Panic may indeed have future seasons of games, too, and I hope so: I already want to play more.
Scott Stein/CNET
Extras: A game-creation portal, and capture tools
Panic has a website-based game-creation tool called Pulp that’s designed to build games easily to play on the Playdate, and my 13-year-old son gave it a try. He loved tinkering around: He has Scratch programming experience, and the site’s tools started to make sense to him after a while. He quickly built a quirky maze game, and had fun checking it out when I loaded it onto the Playdate.
Panic’s Playdate website has user accounts where Playdates are registered, and where other game files can be uploaded, then downloaded by the handheld over Wi-Fi.
Panic has a set of PC-based tools for mirroring gameplay for streaming, and for gameplay capture. The Playdate also has a screengrab function built into the game’s software.
Scott Stein/CNET
Good luck getting one
The saddest thing about the Playdate is that, unless you preordered one already, you’re probably not getting one for a while.
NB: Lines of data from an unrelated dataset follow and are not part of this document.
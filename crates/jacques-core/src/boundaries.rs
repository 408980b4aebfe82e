//! Project boundary detection.
//!
//! Walks up from a cwd to find the nearest project boundary, identified by
//! markers like CLAUDE.md, .git, package.json, etc. Supplies the algorithm
//! behind the Session data model's "project label (derived from git root or
//! cwd)" field (spec §3).

use std::path::Path;

/// Maximum depth to walk up when searching for boundaries.
pub const MAX_BOUNDARY_DEPTH: usize = 20;

/// Directories that should be skipped during boundary detection: generated
/// or vendored code, not project roots.
pub const IGNORED_DIRECTORIES: &[&str] = &[
    "node_modules",
    "vendor",
    ".git",
    "__pycache__",
    "target",
    "dist",
    "build",
    ".next",
    ".output",
    "venv",
    ".venv",
    "env",
    ".turbo",
    ".cache",
];

/// Project markers in priority order. Lower number = higher priority.
pub const PROJECT_MARKERS: &[(&str, u8)] = &[
    ("CLAUDE.md", 1),
    ("package.json", 2),
    ("Cargo.toml", 2),
    ("pyproject.toml", 2),
    ("go.mod", 2),
    ("pubspec.yaml", 2),
    ("Project.toml", 2),
    ("deno.json", 2),
    (".git", 3),
    ("Makefile", 4),
    ("CMakeLists.txt", 4),
];

/// Paths too broad to be a meaningful project boundary.
pub const DANGEROUS_PATHS: &[&str] = &["/", "/Users", "/home", "/var", "/tmp", "/opt"];

#[derive(Debug, Clone, PartialEq)]
pub struct ProjectBoundary {
    pub path: String,
    pub marker: String,
    pub priority: u8,
}

/// Finds the nearest project boundary by walking up from `file_path`.
///
/// CLAUDE.md at any level (outside ignored dirs) wins immediately; otherwise
/// the nearest, highest-priority marker wins. Crossing an ignored directory
/// discards any boundary found inside it.
pub fn find_project_boundary(file_path: &str) -> Option<ProjectBoundary> {
    let path = Path::new(file_path);

    if !path.exists() {
        return None;
    }

    let start = if path.is_dir() {
        path.to_path_buf()
    } else {
        path.parent()?.to_path_buf()
    };

    let mut current = Some(start);
    let mut depth = 0;
    let mut best_boundary: Option<ProjectBoundary> = None;
    let home_dir = dirs::home_dir();

    while let Some(dir) = current {
        if depth >= MAX_BOUNDARY_DEPTH {
            break;
        }

        if let Some(dir_name) = dir.file_name().and_then(|n| n.to_str()) {
            if is_ignored_directory(dir_name) {
                best_boundary = None;
                current = dir.parent().map(|p| p.to_path_buf());
                depth += 1;
                continue;
            }
        }

        for (marker, priority) in PROJECT_MARKERS {
            if has_marker(&dir, marker) {
                let boundary = ProjectBoundary {
                    path: dir.to_string_lossy().to_string(),
                    marker: marker.to_string(),
                    priority: *priority,
                };

                if *priority == 1 {
                    return Some(boundary);
                }

                match &best_boundary {
                    None => best_boundary = Some(boundary),
                    Some(existing) if boundary.priority < existing.priority => {
                        best_boundary = Some(boundary);
                    }
                    _ => {}
                }

                break;
            }
        }

        if let Some(ref home) = home_dir {
            if dir == *home {
                break;
            }
        }

        current = dir.parent().map(|p| p.to_path_buf());
        depth += 1;
    }

    best_boundary
}

#[must_use]
pub fn is_ignored_directory(name: &str) -> bool {
    IGNORED_DIRECTORIES.contains(&name)
}

/// Derives the project label the Session Factory needs: git-root basename
/// → cwd basename → `Unknown Project` (spec §4.3).
pub fn derive_project_label(cwd: &str) -> String {
    if let Some(boundary) = find_project_boundary(cwd) {
        if let Some(name) = Path::new(&boundary.path).file_name().and_then(|n| n.to_str()) {
            return name.to_string();
        }
    }
    if let Some(name) = Path::new(cwd).file_name().and_then(|n| n.to_str()) {
        if !name.is_empty() {
            return name.to_string();
        }
    }
    "Unknown Project".to_string()
}

pub fn is_dangerous_path(path: &str) -> Option<String> {
    let trimmed = path.trim_end_matches('/');
    let normalized = if trimmed.is_empty() { "/" } else { trimmed };

    for dangerous in DANGEROUS_PATHS {
        if normalized == *dangerous {
            return Some(format!(
                "Path '{}' is too broad and would encompass many projects",
                path
            ));
        }
    }

    if let Some(home) = dirs::home_dir() {
        if normalized == home.to_string_lossy() {
            return Some(format!("Path '{}' is home directory and too broad", path));
        }
    }

    None
}

fn has_marker(dir: &Path, marker: &str) -> bool {
    dir.join(marker).exists()
}

#[cfg(test)]
mod tests {
    use super::*;

    #[test]
    fn package_marker_wins_over_repo_root() {
        let temp_dir = tempfile::tempdir().expect("temp dir");
        let repo_root = temp_dir.path().join("repo");
        let app_dir = repo_root.join("packages").join("app");
        let src_dir = app_dir.join("src");

        std::fs::create_dir_all(&src_dir).expect("create dirs");
        std::fs::create_dir_all(repo_root.join(".git")).expect("create git dir");
        std::fs::write(app_dir.join("package.json"), "{}").expect("write package marker");
        std::fs::write(src_dir.join("main.rs"), "fn main() {}").expect("write file");

        let file_path = src_dir.join("main.rs");
        let boundary =
            find_project_boundary(file_path.to_string_lossy().as_ref()).expect("boundary");

        assert_eq!(boundary.path, app_dir.to_string_lossy());
        assert_eq!(boundary.marker, "package.json");
    }

    #[test]
    fn derive_project_label_falls_back_to_cwd_basename() {
        let temp_dir = tempfile::tempdir().expect("temp dir");
        let project_dir = temp_dir.path().join("my-cool-app");
        std::fs::create_dir_all(&project_dir).expect("create dir");

        let label = derive_project_label(project_dir.to_string_lossy().as_ref());
        assert_eq!(label, "my-cool-app");
    }

    #[test]
    fn derive_project_label_defaults_when_path_missing() {
        let label = derive_project_label("");
        assert_eq!(label, "Unknown Project");
    }
}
Panic said it already sold out of its first run, and that preorders are now backed up to 2023. I hope that changes, since the Playdate seems like a great gift for gamers who already have everything else. I love the system’s focus on fun and inventive whimsy, and its support of indie developers.
And I just love using it. I’m often panicked lately, and I like to play. The Panic Playdate seems like it was named and made for my current perpetually stressed, slightly nervous state of mind. And it’s comforting. Charming. It makes me smile. I’m all for game experiences that do this for me. It’s what I play games for in the first place.